===== Material to process =====
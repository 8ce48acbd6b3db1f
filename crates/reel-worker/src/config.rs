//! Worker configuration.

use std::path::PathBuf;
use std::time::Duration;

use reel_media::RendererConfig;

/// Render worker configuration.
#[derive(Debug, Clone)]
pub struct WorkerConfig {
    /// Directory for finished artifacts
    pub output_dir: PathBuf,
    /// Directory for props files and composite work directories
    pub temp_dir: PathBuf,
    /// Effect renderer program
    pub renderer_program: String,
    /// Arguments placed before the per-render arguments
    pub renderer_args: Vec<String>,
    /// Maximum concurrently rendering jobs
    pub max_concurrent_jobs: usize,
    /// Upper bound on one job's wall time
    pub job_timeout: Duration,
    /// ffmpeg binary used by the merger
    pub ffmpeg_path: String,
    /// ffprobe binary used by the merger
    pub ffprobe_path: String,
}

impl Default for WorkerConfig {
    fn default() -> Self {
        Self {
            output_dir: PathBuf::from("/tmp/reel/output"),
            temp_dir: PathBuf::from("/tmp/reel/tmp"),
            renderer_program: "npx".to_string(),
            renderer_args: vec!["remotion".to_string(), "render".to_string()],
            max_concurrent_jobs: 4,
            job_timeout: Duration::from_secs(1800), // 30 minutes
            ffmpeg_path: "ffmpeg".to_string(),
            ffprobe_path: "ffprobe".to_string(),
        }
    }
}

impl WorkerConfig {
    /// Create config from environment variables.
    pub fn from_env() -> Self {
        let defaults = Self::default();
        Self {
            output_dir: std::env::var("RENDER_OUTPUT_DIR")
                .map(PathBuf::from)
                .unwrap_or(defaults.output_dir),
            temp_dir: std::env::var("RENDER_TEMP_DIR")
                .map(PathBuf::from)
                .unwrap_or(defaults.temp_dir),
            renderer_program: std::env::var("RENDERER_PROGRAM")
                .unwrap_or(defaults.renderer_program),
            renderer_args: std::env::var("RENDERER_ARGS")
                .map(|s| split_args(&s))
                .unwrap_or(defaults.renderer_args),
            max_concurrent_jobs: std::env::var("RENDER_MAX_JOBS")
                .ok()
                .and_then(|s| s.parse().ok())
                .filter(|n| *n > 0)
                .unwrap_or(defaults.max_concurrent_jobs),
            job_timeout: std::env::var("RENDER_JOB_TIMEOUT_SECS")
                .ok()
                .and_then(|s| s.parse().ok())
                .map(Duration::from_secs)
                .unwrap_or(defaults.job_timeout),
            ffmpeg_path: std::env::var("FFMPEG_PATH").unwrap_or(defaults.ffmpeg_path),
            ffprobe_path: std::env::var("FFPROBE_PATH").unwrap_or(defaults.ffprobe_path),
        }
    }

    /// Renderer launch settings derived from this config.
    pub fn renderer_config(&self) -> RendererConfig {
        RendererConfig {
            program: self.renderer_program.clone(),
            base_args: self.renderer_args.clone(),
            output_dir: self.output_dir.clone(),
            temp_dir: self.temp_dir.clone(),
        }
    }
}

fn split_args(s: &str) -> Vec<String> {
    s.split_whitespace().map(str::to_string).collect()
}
=====
===== Material to process =====
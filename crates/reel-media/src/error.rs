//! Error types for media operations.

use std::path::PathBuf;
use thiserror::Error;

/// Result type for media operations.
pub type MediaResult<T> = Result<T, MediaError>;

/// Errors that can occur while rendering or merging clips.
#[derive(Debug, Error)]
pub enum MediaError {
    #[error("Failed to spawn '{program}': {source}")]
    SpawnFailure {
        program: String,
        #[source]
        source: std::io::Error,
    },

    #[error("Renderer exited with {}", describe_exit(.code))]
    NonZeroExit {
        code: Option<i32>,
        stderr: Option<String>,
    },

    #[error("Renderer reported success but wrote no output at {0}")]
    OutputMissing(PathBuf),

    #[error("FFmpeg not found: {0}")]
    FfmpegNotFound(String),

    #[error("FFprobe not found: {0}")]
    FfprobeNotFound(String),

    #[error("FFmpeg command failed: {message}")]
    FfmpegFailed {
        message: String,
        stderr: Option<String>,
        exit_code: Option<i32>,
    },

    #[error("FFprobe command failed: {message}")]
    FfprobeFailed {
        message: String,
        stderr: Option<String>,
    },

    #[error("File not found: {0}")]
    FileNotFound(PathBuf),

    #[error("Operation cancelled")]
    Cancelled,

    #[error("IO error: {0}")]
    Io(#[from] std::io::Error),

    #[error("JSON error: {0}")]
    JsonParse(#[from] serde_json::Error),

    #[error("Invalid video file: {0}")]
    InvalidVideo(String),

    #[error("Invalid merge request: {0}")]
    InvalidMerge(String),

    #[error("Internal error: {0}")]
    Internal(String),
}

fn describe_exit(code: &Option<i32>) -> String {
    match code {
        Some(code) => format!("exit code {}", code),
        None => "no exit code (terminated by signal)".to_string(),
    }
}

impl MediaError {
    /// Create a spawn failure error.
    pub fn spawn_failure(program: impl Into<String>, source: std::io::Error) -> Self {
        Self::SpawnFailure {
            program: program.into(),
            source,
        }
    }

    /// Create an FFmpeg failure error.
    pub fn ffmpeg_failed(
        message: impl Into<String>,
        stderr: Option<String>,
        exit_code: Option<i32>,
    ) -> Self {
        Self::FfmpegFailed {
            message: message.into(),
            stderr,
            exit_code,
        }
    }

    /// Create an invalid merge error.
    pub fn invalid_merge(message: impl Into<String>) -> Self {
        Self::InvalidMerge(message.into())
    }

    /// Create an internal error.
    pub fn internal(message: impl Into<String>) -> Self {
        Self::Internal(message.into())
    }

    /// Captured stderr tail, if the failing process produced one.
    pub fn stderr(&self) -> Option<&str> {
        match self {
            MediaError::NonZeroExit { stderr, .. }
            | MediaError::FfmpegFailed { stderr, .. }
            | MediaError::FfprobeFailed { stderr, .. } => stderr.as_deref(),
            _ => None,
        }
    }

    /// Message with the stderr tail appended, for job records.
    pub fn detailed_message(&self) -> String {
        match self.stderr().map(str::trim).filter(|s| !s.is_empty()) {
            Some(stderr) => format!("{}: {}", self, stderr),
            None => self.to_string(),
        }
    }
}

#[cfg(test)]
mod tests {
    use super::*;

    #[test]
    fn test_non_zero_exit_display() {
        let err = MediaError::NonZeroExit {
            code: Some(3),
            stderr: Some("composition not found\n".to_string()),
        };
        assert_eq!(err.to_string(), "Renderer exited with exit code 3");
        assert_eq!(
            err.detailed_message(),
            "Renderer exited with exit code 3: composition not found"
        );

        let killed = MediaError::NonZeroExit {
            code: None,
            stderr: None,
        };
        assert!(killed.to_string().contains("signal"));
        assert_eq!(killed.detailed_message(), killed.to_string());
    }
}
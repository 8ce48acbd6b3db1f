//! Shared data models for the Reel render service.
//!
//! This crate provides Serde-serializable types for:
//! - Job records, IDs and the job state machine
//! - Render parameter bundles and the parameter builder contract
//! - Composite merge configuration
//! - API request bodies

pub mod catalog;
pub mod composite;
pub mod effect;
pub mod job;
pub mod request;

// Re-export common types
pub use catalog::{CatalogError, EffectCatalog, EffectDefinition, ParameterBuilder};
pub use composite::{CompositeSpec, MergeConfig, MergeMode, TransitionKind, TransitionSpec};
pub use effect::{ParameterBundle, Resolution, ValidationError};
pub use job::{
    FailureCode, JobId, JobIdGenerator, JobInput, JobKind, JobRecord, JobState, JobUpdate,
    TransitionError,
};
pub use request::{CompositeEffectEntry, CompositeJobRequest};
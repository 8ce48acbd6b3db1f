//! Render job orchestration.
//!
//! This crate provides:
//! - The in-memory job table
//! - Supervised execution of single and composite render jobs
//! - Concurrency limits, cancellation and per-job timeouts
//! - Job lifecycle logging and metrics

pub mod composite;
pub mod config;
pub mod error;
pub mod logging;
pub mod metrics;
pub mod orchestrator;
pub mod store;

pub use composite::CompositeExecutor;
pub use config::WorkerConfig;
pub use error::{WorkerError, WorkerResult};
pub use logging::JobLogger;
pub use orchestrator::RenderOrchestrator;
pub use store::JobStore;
=====
Reproduce every line of the material above that has the string "used".

    /// ffmpeg binary used by the merger
    /// ffprobe binary used by the merger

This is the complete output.